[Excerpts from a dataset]
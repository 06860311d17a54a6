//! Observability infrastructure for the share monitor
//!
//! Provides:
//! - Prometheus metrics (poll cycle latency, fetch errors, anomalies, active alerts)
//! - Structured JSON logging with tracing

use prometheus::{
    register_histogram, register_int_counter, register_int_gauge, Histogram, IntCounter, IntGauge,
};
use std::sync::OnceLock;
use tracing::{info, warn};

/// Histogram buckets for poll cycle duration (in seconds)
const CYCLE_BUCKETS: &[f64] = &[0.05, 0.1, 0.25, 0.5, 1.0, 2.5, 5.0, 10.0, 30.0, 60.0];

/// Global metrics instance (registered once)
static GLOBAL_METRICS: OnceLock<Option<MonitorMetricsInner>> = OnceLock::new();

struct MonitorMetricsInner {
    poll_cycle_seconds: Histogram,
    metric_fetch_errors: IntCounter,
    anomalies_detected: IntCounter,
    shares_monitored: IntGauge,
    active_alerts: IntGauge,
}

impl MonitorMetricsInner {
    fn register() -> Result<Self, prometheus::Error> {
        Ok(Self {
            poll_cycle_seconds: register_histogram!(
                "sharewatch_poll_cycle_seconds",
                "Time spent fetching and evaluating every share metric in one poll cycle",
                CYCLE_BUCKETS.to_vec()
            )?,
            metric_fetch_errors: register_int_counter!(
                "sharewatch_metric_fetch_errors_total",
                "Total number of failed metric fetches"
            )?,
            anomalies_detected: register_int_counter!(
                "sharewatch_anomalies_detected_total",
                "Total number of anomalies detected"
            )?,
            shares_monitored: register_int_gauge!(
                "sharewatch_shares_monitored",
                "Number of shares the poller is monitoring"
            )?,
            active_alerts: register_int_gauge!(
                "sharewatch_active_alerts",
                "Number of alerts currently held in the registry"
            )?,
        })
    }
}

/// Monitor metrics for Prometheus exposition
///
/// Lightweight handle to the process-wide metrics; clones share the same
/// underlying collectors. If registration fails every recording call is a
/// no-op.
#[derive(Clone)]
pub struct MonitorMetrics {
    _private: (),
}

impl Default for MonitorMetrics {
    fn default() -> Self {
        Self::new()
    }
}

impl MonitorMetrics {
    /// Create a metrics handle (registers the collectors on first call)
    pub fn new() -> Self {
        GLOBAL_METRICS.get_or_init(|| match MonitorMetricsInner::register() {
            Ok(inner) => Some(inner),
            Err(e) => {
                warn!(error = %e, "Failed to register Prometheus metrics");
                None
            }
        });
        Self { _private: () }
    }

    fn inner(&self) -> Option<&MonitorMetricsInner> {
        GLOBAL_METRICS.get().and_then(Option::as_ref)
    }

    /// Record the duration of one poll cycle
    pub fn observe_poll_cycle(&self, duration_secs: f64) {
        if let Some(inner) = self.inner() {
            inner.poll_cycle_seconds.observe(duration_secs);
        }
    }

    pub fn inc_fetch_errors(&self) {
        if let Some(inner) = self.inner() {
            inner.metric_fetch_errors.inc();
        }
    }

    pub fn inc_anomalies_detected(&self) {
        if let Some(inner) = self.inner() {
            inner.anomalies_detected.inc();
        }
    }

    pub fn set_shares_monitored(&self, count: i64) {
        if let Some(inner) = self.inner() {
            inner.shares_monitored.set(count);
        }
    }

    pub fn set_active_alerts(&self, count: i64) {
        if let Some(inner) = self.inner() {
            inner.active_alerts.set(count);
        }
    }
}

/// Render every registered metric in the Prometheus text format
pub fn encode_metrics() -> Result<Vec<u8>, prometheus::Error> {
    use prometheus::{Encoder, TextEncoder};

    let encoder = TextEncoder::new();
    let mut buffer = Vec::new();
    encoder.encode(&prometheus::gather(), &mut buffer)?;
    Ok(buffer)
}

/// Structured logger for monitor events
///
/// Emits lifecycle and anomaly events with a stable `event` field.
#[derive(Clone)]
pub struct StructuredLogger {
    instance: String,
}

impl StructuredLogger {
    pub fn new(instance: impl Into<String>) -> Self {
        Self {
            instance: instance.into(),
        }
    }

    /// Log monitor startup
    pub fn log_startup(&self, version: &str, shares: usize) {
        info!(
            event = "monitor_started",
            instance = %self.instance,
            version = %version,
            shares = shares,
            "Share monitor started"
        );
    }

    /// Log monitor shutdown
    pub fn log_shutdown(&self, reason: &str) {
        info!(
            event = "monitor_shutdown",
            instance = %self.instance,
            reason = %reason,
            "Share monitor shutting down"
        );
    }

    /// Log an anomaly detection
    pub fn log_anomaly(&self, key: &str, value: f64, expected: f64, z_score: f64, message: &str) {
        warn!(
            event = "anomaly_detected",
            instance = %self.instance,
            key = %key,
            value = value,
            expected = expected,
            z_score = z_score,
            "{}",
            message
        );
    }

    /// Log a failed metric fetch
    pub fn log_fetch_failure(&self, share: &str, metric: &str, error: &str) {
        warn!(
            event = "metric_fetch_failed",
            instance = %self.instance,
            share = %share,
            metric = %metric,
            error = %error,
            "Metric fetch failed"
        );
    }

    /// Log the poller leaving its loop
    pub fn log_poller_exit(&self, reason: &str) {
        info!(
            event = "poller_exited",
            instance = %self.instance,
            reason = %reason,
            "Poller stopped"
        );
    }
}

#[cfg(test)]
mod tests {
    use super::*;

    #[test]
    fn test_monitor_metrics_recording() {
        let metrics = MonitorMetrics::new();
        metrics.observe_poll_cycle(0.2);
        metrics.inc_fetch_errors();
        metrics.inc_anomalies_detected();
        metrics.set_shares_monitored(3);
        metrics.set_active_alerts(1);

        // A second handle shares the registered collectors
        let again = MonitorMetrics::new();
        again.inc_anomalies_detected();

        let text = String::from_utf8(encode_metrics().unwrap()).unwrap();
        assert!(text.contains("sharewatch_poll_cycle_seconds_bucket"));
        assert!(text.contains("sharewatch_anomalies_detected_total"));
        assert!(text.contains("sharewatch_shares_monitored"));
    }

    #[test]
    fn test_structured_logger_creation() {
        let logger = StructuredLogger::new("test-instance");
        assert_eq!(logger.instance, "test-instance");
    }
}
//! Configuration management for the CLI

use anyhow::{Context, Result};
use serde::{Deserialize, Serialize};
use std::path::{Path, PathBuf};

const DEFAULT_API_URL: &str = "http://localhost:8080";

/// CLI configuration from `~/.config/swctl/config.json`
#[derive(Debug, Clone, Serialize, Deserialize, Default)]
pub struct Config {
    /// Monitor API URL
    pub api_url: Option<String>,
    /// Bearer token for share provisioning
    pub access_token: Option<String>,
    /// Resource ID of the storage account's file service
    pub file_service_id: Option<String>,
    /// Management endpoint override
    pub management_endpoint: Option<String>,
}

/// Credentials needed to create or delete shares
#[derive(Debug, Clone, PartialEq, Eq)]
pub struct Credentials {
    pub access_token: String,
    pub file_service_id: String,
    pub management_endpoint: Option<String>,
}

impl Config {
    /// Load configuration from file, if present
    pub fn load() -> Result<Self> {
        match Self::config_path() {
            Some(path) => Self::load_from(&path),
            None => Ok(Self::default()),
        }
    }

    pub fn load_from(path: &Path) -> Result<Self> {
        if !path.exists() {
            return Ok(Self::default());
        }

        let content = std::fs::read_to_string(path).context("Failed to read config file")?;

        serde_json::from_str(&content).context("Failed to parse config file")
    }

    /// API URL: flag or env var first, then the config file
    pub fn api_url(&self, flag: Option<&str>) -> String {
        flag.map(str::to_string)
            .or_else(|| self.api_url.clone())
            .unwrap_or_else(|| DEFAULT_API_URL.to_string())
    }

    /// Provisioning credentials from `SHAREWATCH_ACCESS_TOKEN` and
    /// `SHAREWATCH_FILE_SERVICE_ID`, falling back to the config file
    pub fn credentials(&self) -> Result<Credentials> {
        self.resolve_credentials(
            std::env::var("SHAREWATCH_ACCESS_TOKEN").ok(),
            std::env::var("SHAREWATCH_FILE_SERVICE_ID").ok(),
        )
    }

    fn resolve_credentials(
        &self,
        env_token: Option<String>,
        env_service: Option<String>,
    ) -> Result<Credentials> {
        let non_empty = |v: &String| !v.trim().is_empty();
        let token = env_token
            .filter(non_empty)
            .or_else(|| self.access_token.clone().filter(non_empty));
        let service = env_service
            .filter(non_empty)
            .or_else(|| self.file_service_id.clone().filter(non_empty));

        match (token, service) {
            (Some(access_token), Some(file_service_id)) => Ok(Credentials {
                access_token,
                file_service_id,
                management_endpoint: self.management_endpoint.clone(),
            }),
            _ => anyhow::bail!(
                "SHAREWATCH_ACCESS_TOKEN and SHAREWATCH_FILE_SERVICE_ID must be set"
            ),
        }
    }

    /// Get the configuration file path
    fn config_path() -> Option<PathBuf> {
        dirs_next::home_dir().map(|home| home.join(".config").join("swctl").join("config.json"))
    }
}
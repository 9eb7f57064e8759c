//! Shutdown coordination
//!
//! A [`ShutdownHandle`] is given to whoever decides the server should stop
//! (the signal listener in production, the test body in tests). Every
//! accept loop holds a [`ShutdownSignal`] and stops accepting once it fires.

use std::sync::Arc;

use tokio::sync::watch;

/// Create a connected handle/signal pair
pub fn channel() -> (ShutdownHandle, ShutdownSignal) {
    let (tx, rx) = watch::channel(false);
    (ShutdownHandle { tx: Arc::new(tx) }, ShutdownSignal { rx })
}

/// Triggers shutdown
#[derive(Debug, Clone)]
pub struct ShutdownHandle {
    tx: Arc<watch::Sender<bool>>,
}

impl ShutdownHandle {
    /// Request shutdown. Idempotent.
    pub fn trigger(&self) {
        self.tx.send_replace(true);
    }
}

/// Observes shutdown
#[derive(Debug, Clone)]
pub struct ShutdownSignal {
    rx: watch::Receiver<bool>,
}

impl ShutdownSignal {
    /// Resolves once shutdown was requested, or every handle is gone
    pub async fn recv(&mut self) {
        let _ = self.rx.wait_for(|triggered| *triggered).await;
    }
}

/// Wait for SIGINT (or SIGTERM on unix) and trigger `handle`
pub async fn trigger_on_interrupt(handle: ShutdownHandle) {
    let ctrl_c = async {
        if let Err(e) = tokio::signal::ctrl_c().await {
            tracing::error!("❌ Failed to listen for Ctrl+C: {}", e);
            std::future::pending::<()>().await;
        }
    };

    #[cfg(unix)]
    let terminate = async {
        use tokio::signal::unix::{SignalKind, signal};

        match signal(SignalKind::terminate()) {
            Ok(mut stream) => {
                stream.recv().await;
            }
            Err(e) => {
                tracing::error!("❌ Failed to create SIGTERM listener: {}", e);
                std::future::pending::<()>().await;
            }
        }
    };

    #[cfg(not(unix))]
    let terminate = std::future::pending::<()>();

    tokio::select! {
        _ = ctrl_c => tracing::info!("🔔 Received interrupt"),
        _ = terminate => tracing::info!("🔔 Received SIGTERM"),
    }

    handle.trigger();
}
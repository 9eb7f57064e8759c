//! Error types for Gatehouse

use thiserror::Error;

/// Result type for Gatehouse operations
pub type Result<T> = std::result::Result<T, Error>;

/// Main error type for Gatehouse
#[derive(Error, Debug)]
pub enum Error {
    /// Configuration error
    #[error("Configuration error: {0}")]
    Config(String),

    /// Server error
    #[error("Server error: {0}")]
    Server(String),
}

→ Task to carry out
Only a number is wanted here: how many lines of the records above include the string "Option"?

→ Task response
12